#### Entries supplied
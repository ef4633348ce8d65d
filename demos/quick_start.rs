//! Example: collecting every field failure of a request body in one pass.
//!
//! Run with: `cargo run --example quick_start`

use field_rail::prelude::*;
use serde::Deserialize;

// =============================================================================
// Value objects
// =============================================================================

#[derive(Debug, Clone, PartialEq)]
struct Email(String);

impl ValueObject for Email {
    type Primitive = String;

    fn try_create(value: Option<String>, field: Option<&str>) -> Result<Self, DomainError> {
        match value {
            Some(v) if v.contains('@') => Ok(Email(v)),
            _ => Err(DomainError::validation(field.unwrap_or("email"), "Email must contain @.")),
        }
    }

    fn to_primitive(&self) -> String {
        self.0.clone()
    }
}

#[derive(Debug, Clone, Copy, PartialEq)]
struct Quantity(u32);

impl ValueObject for Quantity {
    type Primitive = u32;

    fn try_create(value: Option<u32>, field: Option<&str>) -> Result<Self, DomainError> {
        match value {
            Some(v) if (1..=99).contains(&v) => Ok(Quantity(v)),
            _ => Err(DomainError::validation(
                field.unwrap_or("quantity"),
                "Quantity must be between 1 and 99.",
            )),
        }
    }

    fn to_primitive(&self) -> u32 {
        self.0
    }
}

property_name! {
    struct ContactEmail = "contactEmail";
}

#[derive(Debug, Deserialize)]
struct Order {
    contact: Named<ContactEmail, Required<Email>>,
    quantity: Required<Quantity>,
    gift_note: Maybe<Email>,
}

// =============================================================================
// Boundaries
// =============================================================================

fn submit(body: &str) {
    match boundary::from_json_str::<Order>(body) {
        Ok(order) => println!(
            "   Accepted: contact={:?} quantity={:?} gift_note_present={}",
            order.contact.value(),
            order.quantity.value(),
            order.gift_note.is_present()
        ),
        Err(BoundaryError::Invalid(err)) => {
            println!("   Rejected: {err}");
            if let Ok(json) = serde_json::to_string(&err) {
                println!("   Response body: {json}");
            }
        },
        Err(BoundaryError::Inner(err)) => println!("   Malformed body: {err}"),
    }
}

fn main() {
    println!("=== Quick Start ===\n");

    println!("1. A valid order:");
    submit(r#"{"contact":"kim@example.com","quantity":3,"gift_note":null}"#);

    println!("\n2. Every failure in one response:");
    submit(r#"{"contact":"kim","quantity":"three"}"#);

    println!("\n3. A missing required field:");
    submit(r#"{"quantity":0}"#);

    println!("\n4. Structural errors win:");
    submit(r#"{"contact":"kim@example.com","#);

    println!("\n5. Query values share the same contract:");
    let result = boundary::run(|| BindingAdapter::<Quantity>::query("qty").bind(Some("lots")));
    if let Err(err) = result {
        println!("   Rejected: {err}");
    }

    println!("\n=== Done ===");
}
use crate::common::configure_criterion;
use criterion::{criterion_group, BenchmarkId, Criterion, Throughput};
use field_rail::scope;
use field_rail::ValidationScope;
use std::hint::black_box;

pub fn bench_scope_lifecycle(c: &mut Criterion) {
    let mut group = c.benchmark_group("scope/lifecycle");

    group.bench_function("open_materialize_empty", |b| {
        b.iter(|| {
            let handle = scope::open();
            black_box(handle.materialize())
        })
    });

    group.bench_function("report_without_scope", |b| {
        b.iter(|| black_box(scope::report(black_box("email"), black_box("ignored"))))
    });

    group.bench_function("nested_scopes", |b| {
        b.iter(|| {
            let outer = ValidationScope::new();
            outer.in_scope(|| {
                scope::report("outer", "x");
                let inner = ValidationScope::new();
                inner.in_scope(|| scope::report("inner", "y"));
                black_box(inner.materialize())
            });
            black_box(outer.materialize())
        })
    });

    group.finish();
}

pub fn bench_report_scaling(c: &mut Criterion) {
    let mut group = c.benchmark_group("scope/report_scaling");

    for count in [1usize, 10, 100, 1000] {
        group.throughput(Throughput::Elements(count as u64));
        group.bench_with_input(BenchmarkId::from_parameter(count), &count, |b, &count| {
            b.iter(|| {
                let scope = ValidationScope::new();
                scope.in_scope(|| {
                    for i in 0..count {
                        // Few distinct fields, many messages per field.
                        scope::report(format!("field{}", i % 8), "invalid");
                    }
                });
                black_box(scope.materialize())
            })
        });
    }

    group.finish();
}

pub fn bench_property_context(c: &mut Criterion) {
    let mut group = c.benchmark_group("scope/property");

    group.bench_function("with_property", |b| {
        b.iter(|| scope::with_property(black_box("billingEmail"), scope::current_property))
    });

    group.finish();
}

criterion_group! {
    name = scope_benches;
    config = configure_criterion();
    targets = bench_scope_lifecycle, bench_report_scaling, bench_property_context
}
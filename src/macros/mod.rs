//! Declarative helpers.
//!
//! - [`macro@crate::property_name`] - declares a compile-time property name for
//!   [`Named`](crate::Named) and [`PropertyBoundCodec::named`](crate::PropertyBoundCodec::named).
//! - [`macro@crate::report`] - formats a message and appends it to the active scope.
//!
//! # Examples
//!
//! ```
//! use field_rail::{property_name, report, scope, PropertyName};
//!
//! property_name!(pub struct BillingEmail = "billingEmail");
//! assert_eq!(BillingEmail::NAME, "billingEmail");
//!
//! let handle = scope::open();
//! let limit = 3;
//! report!("tags", "At most {} tags are allowed.", limit);
//!
//! let err = handle.materialize().unwrap();
//! assert_eq!(err.messages("tags").unwrap(), ["At most 3 tags are allowed.".to_string()]);
//! ```

/// Declares a unit type implementing [`PropertyName`](crate::PropertyName).
///
/// # Examples
///
/// ```
/// use field_rail::{property_name, Named, PropertyName, Required};
///
/// property_name!(
///     /// The customer's primary address.
///     struct Email = "email"
/// );
///
/// assert_eq!(<Email as PropertyName>::NAME, "email");
/// assert_eq!(Named::<Email, Required<String>>::name(), "email");
/// ```
#[macro_export]
macro_rules! property_name {
    ($(#[$meta:meta])* $vis:vis struct $name:ident = $value:expr $(;)?) => {
        $(#[$meta])*
        #[derive(Debug, Clone, Copy, PartialEq, Eq, Hash, Default)]
        $vis struct $name;

        impl $crate::PropertyName for $name {
            const NAME: &'static str = $value;
        }
    };
}

/// Formats a message and appends it to the active scope as a domain failure.
///
/// Evaluates to `true` when the message was recorded.
///
/// # Syntax
///
/// - `report!(field, "literal")`
/// - `report!(field, "format {}", args...)`
#[macro_export]
macro_rules! report {
    ($field:expr, $msg:literal $(,)?) => {
        $crate::scope::report($field, ::std::format!($msg))
    };
    ($field:expr, $fmt:literal, $($arg:tt)+) => {
        $crate::scope::report($field, ::std::format!($fmt, $($arg)+))
    };
}
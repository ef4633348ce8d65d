use field_rail::boundary::{self, BoundaryError};
use field_rail::config::MessageConfig;
use field_rail::scope;
use field_rail::{Maybe, Named, Required};
use serde::Deserialize;

use crate::common::{
    Age, AgeField, BillingEmail, Email, FirstName, LastName, Name, Nickname, ShippingEmail,
};

#[derive(Debug, Deserialize)]
struct Person {
    first: Named<FirstName, Required<Name>>,
    last: Named<LastName, Required<Name>>,
    #[serde(default)]
    nickname: Named<Nickname, Maybe<Name>>,
}

#[derive(Debug, Deserialize)]
struct Order {
    billing: Named<BillingEmail, Required<Email>>,
    shipping: Named<ShippingEmail, Required<Email>>,
    age: Named<AgeField, Required<Age>>,
}

#[test]
fn empty_first_name_scenario() {
    let err = boundary::from_json_str::<Person>(r#"{"first":"","last":"Lovelace"}"#)
        .unwrap_err()
        .into_invalid()
        .unwrap();

    assert_eq!(
        serde_json::to_value(&err).unwrap(),
        serde_json::json!({"FirstName": ["Name cannot be empty."]})
    );
}

#[test]
fn valid_input_passes_through() {
    let person = boundary::from_json_str::<Person>(r#"{"first":"Ada","last":"Lovelace","nickname":"ada"}"#)
        .unwrap();
    assert_eq!(person.first.value(), Some(&Name("Ada".into())));
    assert_eq!(person.nickname.as_option(), Some(&Name("ada".into())));
}

#[test]
fn two_properties_of_one_type_report_separately() {
    let err = boundary::from_json_str::<Order>(r#"{"billing":"x","shipping":"y","age":3}"#)
        .unwrap_err()
        .into_invalid()
        .unwrap();

    assert_eq!(
        serde_json::to_value(&err).unwrap(),
        serde_json::json!({
            "billingEmail": ["Email must contain @."],
            "shippingEmail": ["Email must contain @."]
        })
    );
}

#[test]
fn every_field_error_surfaces_in_one_pass() {
    let err = boundary::from_json_str::<Order>(r#"{"billing":"x","age":"old"}"#)
        .unwrap_err()
        .into_invalid()
        .unwrap();

    assert_eq!(err.fields().collect::<Vec<_>>(), ["billingEmail", "age", "shippingEmail"]);
    assert_eq!(err.messages("age").unwrap(), ["age is not a valid integer.".to_string()]);
    assert_eq!(
        err.messages("shippingEmail").unwrap(),
        ["shippingEmail cannot be null.".to_string()]
    );
}

#[test]
fn partial_success_is_never_returned() {
    let result = boundary::from_json_str::<Order>(r#"{"billing":"a@b.c","shipping":"c@d.e","age":-1}"#);
    assert!(matches!(result, Err(BoundaryError::Invalid(_))));
}

#[test]
fn malformed_input_is_a_structural_error() {
    let result = boundary::from_json_str::<Person>(r#"{"first":"","last":"#);
    let err = result.unwrap_err();
    assert!(!err.is_invalid());
    assert!(err.into_inner().is_some());
    assert!(!scope::is_active());
}

#[test]
fn trailing_characters_are_rejected() {
    let result = boundary::from_json_str::<Person>(r#"{"first":"A","last":"B"} x"#);
    assert!(matches!(result, Err(BoundaryError::Inner(_))));
}

#[test]
fn slices_and_values_share_the_contract() {
    let err = boundary::from_json_slice::<Person>(br#"{"first":" ","last":"B"}"#)
        .unwrap_err()
        .into_invalid()
        .unwrap();
    assert_eq!(err.fields().collect::<Vec<_>>(), ["FirstName"]);

    let value = serde_json::json!({"first": "A", "last": null});
    let err = boundary::from_json_value::<Person>(value)
        .unwrap_err()
        .into_invalid()
        .unwrap();
    assert_eq!(err.messages("LastName").unwrap(), ["LastName cannot be null.".to_string()]);
}

#[test]
fn boundary_inside_an_outer_scope_keeps_them_apart() {
    let outer = scope::open();
    scope::report("header", "Header is missing.");

    let inner = boundary::from_json_str::<Person>(r#"{"first":"","last":""}"#);
    assert_eq!(inner.unwrap_err().into_invalid().unwrap().errors().len(), 2);

    let err = outer.materialize().unwrap();
    assert_eq!(err.fields().collect::<Vec<_>>(), ["header"]);
}

#[test]
fn run_with_config_renders_custom_messages() {
    let err = boundary::run_with_config(MessageConfig::terse(), || {
        serde_json::from_str::<Person>(r#"{"first":"A"}"#).ok()
    })
    .unwrap_err();

    assert_eq!(err.messages("LastName").unwrap(), ["required".to_string()]);
}

#[test]
fn run_returns_value_when_nothing_was_recorded() {
    assert_eq!(boundary::run(|| "done").unwrap(), "done");
}

#[test]
fn materialize_helper_reads_once() {
    let handle = scope::open();
    scope::report("a", "b");
    let shared = handle.scope().clone();

    assert!(boundary::materialize(handle).is_some());
    assert!(shared.materialize().is_none());
}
########
Return a copy of every line in the records that includes the string "meta".

[Answer to this exercise]
    ($(#[$meta:meta])* $vis:vis struct $name:ident = $value:expr $(;)?) => {
        $(#[$meta])*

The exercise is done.